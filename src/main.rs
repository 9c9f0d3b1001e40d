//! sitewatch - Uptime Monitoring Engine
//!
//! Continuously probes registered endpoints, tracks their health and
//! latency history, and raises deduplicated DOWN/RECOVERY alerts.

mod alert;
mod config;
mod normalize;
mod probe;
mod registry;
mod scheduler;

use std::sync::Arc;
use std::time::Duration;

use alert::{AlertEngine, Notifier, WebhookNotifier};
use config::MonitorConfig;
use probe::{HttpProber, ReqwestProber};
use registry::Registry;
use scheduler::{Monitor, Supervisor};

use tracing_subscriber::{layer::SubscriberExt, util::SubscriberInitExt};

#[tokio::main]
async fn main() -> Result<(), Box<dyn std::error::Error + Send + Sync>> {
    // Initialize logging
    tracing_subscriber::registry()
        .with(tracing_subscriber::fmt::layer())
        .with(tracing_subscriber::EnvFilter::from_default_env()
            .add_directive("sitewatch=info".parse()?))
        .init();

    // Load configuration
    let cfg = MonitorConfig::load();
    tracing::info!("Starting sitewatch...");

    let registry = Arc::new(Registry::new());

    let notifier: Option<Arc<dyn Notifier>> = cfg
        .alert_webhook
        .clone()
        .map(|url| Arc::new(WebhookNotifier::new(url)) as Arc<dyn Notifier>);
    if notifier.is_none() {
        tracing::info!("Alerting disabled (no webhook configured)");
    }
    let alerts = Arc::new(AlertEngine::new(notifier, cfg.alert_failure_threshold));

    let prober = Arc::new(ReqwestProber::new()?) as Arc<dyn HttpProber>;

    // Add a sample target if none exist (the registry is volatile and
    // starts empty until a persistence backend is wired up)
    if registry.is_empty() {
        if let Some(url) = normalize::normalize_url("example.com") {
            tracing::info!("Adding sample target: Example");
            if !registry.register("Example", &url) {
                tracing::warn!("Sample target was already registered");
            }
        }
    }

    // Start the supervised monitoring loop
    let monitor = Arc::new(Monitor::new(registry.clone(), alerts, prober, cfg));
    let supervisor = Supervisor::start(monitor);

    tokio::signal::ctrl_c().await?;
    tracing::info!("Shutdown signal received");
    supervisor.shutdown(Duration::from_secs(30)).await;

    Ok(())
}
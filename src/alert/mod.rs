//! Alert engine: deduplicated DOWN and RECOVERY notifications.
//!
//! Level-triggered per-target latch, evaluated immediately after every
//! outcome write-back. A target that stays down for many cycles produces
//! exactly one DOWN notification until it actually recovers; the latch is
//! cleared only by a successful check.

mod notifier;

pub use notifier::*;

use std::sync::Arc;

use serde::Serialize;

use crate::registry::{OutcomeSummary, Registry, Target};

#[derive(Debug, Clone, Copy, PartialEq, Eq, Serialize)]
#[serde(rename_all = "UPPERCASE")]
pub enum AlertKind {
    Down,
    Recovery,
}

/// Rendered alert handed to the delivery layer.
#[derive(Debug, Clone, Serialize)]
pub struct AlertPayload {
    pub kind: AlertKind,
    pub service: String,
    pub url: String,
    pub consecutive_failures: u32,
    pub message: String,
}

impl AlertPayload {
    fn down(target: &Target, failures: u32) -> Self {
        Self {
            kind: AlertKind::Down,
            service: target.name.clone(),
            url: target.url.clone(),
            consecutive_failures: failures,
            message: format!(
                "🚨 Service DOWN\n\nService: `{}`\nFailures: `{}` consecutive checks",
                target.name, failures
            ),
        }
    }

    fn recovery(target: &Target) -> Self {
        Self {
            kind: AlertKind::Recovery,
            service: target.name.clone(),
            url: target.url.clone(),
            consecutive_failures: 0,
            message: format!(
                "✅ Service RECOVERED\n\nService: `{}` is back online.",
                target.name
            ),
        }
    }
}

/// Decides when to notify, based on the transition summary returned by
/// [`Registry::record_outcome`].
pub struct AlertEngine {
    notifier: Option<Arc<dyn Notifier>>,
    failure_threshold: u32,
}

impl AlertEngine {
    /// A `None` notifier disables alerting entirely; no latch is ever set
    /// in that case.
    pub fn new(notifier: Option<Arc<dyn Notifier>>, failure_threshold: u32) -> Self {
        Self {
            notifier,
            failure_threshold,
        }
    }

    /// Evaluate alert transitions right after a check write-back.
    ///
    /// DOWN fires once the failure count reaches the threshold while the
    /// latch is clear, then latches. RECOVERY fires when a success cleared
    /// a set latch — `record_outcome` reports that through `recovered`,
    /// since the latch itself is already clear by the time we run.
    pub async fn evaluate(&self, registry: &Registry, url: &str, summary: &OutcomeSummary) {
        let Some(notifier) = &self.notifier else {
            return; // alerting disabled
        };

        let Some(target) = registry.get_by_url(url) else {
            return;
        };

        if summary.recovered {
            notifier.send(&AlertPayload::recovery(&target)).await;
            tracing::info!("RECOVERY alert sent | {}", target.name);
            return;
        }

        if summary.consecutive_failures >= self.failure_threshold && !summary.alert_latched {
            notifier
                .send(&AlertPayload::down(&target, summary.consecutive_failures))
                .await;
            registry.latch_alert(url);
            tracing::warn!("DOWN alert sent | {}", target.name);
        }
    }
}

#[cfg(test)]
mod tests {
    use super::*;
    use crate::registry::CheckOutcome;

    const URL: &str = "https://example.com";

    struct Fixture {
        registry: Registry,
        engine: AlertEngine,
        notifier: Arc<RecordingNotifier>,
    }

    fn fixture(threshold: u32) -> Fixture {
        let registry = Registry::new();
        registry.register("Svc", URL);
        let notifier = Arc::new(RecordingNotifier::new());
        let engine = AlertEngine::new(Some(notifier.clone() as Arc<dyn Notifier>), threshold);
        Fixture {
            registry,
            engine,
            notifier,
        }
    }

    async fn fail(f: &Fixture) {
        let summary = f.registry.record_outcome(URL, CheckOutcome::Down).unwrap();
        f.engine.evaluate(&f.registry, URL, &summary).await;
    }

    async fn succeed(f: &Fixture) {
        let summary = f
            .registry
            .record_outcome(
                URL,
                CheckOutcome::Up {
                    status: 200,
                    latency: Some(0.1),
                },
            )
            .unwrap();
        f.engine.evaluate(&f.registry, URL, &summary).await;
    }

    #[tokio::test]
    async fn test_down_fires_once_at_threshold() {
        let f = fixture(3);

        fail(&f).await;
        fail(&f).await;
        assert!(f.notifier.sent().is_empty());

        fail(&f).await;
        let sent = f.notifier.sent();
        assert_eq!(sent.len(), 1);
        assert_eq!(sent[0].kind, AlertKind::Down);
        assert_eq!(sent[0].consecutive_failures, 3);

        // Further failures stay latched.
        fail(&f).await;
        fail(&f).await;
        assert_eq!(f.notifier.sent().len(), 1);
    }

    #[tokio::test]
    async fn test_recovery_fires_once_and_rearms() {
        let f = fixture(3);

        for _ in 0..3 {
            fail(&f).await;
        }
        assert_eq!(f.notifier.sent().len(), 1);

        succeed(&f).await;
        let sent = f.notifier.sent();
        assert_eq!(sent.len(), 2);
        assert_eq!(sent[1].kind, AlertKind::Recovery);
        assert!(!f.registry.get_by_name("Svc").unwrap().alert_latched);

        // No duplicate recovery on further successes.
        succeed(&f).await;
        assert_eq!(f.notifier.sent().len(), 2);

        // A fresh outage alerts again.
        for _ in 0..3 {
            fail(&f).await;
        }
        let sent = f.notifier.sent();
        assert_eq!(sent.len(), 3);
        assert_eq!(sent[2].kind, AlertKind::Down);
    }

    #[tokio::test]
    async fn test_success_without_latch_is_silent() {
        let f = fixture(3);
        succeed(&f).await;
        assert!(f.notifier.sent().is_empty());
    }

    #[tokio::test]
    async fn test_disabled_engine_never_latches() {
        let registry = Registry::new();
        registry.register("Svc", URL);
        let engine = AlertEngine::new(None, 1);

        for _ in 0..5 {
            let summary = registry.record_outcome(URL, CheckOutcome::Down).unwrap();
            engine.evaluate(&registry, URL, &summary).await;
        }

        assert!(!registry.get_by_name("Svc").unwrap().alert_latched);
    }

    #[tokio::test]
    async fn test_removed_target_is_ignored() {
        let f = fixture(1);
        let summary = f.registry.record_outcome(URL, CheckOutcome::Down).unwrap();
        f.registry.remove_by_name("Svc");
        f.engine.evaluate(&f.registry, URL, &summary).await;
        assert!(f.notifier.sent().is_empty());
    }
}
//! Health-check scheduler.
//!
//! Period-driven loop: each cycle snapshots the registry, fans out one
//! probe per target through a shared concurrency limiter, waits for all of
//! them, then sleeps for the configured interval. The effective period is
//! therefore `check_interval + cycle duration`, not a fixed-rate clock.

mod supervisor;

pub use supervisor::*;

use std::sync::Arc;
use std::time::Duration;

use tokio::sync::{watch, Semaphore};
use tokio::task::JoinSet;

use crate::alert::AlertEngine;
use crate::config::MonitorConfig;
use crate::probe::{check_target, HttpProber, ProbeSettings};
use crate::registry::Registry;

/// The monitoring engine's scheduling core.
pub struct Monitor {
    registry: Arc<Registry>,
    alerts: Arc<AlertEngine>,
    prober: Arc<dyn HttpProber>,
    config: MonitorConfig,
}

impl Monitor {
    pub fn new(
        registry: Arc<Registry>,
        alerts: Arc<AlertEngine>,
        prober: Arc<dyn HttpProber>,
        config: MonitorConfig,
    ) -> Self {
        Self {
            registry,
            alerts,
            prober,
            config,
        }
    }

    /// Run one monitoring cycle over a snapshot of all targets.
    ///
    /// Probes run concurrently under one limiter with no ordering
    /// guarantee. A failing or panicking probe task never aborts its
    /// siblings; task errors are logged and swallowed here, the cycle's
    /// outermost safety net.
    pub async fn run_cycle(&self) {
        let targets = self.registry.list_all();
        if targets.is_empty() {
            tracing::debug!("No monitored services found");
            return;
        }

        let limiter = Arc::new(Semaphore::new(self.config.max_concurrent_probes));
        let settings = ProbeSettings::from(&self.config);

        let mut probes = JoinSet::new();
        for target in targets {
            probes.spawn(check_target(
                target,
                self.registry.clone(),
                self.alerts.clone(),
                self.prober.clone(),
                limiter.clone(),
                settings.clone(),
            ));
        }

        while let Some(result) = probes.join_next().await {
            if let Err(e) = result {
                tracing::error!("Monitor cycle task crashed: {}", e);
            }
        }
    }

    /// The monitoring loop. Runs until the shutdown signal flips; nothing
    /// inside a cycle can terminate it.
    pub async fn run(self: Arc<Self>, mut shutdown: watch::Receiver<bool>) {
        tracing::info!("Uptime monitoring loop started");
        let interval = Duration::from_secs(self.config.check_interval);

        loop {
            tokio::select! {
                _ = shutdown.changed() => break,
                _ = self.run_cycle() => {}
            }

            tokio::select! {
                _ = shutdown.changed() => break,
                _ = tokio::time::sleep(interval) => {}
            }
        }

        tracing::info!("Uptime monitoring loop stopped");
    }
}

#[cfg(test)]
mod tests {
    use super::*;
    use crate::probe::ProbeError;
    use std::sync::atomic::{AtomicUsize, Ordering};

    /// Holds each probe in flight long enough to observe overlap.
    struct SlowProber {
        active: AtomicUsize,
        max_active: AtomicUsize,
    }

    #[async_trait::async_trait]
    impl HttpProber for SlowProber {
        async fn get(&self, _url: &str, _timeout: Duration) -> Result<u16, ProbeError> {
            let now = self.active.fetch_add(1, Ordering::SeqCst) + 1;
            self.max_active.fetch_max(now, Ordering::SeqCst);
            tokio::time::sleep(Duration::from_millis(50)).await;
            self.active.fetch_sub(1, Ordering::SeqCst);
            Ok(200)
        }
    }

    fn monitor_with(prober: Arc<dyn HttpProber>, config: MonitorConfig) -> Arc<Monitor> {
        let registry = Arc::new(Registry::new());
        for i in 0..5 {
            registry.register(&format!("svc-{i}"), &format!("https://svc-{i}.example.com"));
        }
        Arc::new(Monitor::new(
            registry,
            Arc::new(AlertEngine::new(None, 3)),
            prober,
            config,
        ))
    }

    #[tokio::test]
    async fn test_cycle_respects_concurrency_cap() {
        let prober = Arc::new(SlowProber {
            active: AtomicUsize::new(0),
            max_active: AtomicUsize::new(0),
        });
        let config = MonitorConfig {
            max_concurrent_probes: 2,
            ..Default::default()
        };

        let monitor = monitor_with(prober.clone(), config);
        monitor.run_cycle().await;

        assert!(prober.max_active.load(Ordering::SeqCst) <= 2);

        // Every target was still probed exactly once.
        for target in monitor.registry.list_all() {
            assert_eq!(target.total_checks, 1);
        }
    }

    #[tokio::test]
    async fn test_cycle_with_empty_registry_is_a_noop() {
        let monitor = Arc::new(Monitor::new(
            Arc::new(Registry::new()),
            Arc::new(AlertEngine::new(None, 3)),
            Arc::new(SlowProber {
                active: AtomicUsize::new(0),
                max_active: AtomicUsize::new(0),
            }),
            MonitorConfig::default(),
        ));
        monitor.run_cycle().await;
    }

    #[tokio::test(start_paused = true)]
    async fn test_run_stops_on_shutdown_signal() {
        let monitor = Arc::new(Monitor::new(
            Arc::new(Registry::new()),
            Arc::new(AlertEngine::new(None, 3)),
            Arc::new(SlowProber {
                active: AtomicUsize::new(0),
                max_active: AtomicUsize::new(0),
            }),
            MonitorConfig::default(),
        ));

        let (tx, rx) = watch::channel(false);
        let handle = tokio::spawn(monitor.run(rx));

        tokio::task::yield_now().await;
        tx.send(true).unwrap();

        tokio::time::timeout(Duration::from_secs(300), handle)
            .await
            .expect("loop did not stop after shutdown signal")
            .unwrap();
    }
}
================================
REQUIRED WORK:
Return every line above where "task" appears.

FINISHED EXERCISE:
use tokio::task::JoinSet;
    /// guarantee. A failing or panicking probe task never aborts its
    /// siblings; task errors are logged and swallowed here, the cycle's
                tracing::error!("Monitor cycle task crashed: {}", e);
        tokio::task::yield_now().await;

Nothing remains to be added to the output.